→ **WHAT YOU NEED TO DO**:
Which lines of the records contain "static"? Collect every one of them.
---------- THE RECORDS ----------
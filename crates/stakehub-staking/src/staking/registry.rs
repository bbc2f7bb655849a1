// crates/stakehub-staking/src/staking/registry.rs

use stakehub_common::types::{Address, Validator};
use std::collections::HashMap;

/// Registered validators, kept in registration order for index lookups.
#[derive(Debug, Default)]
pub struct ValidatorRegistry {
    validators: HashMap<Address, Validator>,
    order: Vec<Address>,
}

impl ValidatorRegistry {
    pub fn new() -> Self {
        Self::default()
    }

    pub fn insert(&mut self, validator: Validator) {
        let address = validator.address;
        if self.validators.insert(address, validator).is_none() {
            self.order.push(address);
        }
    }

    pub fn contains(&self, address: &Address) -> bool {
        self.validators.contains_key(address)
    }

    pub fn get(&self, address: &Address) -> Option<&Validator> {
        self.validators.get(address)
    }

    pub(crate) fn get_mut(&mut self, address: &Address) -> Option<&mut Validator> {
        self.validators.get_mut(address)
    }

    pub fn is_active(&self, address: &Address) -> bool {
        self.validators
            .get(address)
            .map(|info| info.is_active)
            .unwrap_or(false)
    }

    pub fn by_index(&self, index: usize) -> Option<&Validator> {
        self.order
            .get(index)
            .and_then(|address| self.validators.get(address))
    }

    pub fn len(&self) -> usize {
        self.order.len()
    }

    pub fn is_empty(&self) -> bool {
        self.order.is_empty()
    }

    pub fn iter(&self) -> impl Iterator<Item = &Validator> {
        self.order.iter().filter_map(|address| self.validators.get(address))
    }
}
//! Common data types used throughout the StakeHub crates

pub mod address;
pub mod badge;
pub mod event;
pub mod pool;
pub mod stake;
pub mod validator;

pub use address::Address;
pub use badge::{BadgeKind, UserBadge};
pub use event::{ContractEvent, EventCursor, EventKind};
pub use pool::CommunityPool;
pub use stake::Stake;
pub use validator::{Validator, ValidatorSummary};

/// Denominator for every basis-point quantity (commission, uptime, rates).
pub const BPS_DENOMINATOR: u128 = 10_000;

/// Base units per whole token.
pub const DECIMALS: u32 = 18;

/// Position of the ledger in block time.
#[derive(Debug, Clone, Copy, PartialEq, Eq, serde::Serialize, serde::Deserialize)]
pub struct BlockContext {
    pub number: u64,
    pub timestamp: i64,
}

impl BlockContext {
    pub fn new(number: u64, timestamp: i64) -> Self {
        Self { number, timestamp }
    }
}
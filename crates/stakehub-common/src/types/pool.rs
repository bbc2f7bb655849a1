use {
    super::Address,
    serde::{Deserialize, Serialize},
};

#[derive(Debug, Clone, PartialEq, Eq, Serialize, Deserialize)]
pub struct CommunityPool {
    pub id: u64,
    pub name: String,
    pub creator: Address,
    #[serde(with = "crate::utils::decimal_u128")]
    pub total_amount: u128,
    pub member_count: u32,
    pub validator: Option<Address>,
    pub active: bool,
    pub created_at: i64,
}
----------
---------- THE RECORDS ----------
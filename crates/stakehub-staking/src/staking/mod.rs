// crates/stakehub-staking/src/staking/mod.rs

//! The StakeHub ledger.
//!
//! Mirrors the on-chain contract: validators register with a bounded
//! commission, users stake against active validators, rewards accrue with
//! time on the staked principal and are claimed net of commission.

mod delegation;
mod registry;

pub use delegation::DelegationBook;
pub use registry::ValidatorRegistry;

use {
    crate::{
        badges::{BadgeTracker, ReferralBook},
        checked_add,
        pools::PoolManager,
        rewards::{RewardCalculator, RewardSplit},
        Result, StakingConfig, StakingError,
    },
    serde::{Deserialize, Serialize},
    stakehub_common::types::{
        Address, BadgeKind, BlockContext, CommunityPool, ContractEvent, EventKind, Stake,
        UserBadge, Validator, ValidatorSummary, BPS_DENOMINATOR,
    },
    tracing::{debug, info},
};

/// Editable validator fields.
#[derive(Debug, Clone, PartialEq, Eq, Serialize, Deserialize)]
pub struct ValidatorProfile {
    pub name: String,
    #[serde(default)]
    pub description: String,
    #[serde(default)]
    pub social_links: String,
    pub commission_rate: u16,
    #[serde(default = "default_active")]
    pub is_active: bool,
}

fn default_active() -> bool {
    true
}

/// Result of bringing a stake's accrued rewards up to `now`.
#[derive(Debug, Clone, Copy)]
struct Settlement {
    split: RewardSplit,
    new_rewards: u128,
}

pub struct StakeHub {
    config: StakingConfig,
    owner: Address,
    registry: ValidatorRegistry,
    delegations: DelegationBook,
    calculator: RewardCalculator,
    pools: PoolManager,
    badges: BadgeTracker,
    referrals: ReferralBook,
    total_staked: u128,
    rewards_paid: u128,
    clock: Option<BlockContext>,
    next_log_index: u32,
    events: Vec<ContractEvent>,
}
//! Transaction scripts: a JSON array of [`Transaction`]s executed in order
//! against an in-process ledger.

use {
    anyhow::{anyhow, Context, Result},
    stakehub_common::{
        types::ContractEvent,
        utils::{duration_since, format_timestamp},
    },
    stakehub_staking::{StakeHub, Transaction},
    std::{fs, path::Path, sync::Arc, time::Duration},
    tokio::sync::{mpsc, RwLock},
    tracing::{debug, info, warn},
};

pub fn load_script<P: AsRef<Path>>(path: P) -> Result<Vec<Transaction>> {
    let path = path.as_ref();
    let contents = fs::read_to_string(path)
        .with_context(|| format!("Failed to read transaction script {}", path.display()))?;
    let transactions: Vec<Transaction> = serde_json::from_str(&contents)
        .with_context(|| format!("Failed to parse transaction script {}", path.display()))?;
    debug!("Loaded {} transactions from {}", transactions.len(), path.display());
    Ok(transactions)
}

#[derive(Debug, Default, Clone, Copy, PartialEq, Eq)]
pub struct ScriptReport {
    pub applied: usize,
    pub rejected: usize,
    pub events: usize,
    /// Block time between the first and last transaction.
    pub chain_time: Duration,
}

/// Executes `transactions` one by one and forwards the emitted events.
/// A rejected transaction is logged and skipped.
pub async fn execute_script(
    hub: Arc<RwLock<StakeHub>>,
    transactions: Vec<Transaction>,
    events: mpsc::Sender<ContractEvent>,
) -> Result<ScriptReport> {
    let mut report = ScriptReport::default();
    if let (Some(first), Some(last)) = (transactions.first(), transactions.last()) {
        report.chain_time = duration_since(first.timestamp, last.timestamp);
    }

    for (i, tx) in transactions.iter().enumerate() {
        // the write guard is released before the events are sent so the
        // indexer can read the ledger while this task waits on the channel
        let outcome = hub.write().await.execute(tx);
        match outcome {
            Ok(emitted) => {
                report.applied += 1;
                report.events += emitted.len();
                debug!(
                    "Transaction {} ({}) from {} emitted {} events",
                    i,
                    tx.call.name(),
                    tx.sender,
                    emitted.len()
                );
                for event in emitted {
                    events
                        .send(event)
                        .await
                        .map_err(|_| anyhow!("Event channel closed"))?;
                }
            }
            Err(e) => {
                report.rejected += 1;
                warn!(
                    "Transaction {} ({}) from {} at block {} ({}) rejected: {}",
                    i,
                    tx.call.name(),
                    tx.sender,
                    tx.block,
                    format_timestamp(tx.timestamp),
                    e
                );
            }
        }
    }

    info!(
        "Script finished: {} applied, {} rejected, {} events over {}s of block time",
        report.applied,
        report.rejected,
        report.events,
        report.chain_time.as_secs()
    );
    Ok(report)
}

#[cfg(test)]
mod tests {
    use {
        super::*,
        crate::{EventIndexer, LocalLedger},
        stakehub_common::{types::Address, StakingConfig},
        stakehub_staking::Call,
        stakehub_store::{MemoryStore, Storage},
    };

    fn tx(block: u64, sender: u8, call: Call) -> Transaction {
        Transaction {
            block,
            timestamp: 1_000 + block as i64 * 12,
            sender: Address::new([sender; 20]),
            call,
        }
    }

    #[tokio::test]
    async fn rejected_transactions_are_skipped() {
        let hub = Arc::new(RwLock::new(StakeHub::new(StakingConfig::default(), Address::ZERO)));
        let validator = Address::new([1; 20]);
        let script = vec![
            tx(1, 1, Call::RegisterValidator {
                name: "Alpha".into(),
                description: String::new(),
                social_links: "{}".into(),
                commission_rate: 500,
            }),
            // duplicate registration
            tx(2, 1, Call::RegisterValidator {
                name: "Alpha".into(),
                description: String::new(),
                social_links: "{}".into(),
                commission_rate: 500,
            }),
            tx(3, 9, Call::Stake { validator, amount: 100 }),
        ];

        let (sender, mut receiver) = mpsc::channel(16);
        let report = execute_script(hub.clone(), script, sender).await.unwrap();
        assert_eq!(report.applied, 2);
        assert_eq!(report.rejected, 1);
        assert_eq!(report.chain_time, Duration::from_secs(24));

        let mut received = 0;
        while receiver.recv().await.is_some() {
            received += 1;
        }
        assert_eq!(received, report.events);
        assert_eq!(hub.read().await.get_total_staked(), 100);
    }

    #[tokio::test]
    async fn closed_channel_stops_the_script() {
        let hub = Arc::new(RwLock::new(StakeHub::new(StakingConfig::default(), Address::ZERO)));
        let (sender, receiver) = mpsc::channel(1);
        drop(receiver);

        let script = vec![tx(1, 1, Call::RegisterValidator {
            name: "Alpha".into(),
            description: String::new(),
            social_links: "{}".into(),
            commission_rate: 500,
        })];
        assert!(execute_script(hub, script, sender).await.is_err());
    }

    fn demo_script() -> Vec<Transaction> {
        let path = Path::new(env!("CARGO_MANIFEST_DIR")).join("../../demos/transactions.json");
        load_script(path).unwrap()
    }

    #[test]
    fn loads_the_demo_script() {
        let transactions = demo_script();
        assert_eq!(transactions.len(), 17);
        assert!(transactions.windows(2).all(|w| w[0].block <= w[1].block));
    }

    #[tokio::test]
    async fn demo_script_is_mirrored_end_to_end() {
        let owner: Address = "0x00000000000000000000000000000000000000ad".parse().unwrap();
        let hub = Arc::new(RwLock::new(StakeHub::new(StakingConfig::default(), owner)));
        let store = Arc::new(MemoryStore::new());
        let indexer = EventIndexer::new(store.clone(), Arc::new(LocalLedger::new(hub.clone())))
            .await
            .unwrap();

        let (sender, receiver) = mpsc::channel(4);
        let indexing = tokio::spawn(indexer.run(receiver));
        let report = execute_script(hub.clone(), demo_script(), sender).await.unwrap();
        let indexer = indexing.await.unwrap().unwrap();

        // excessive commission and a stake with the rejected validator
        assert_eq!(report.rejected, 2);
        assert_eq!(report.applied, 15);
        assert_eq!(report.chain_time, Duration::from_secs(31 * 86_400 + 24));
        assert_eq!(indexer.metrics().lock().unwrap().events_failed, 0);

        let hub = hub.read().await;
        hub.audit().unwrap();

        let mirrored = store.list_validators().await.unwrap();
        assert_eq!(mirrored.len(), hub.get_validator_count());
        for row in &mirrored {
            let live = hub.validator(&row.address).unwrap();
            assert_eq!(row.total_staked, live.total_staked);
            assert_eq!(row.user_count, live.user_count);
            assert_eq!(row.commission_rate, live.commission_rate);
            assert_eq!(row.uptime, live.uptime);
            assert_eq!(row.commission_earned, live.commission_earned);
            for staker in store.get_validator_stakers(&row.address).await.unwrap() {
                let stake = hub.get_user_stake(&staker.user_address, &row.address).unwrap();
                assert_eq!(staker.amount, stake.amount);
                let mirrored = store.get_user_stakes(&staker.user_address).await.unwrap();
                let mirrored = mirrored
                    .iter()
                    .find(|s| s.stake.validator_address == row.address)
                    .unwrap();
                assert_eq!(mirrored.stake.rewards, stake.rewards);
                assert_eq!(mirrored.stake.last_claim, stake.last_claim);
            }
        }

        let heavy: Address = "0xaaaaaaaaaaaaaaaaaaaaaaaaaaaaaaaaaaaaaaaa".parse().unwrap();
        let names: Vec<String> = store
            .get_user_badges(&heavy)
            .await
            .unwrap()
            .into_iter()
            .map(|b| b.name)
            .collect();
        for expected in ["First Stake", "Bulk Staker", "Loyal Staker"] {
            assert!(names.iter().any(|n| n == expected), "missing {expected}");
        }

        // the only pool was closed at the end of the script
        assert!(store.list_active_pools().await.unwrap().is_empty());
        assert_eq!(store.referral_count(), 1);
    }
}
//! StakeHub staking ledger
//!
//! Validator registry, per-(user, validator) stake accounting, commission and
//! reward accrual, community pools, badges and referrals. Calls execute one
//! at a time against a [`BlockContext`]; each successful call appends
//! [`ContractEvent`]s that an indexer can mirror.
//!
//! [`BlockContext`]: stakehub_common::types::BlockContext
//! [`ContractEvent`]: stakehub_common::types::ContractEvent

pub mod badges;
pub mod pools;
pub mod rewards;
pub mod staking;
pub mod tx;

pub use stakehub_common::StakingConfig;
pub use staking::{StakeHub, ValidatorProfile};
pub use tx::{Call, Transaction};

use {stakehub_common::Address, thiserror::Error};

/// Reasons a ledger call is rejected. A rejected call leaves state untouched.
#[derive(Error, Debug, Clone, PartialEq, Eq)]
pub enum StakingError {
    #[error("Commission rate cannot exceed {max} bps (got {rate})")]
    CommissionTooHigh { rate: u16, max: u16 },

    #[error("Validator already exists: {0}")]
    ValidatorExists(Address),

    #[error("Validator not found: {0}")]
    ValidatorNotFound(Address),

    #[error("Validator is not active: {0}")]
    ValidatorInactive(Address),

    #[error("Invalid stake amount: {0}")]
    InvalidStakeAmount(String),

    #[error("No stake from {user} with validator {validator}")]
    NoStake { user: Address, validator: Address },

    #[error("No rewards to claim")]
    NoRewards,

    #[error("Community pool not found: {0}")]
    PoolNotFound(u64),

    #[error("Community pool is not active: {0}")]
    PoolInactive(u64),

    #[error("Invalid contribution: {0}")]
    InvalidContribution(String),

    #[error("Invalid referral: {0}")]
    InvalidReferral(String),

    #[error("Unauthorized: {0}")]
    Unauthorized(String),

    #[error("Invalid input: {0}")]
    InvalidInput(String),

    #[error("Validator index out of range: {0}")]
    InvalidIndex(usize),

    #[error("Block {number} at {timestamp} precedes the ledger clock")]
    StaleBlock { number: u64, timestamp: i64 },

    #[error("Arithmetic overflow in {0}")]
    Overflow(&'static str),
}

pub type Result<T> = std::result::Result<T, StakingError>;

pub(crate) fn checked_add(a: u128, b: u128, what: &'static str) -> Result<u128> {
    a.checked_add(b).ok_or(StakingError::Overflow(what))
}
----------
→ **RESULT**:
    Overflow(&'static str),
pub(crate) fn checked_add(a: u128, b: u128, what: &'static str) -> Result<u128> {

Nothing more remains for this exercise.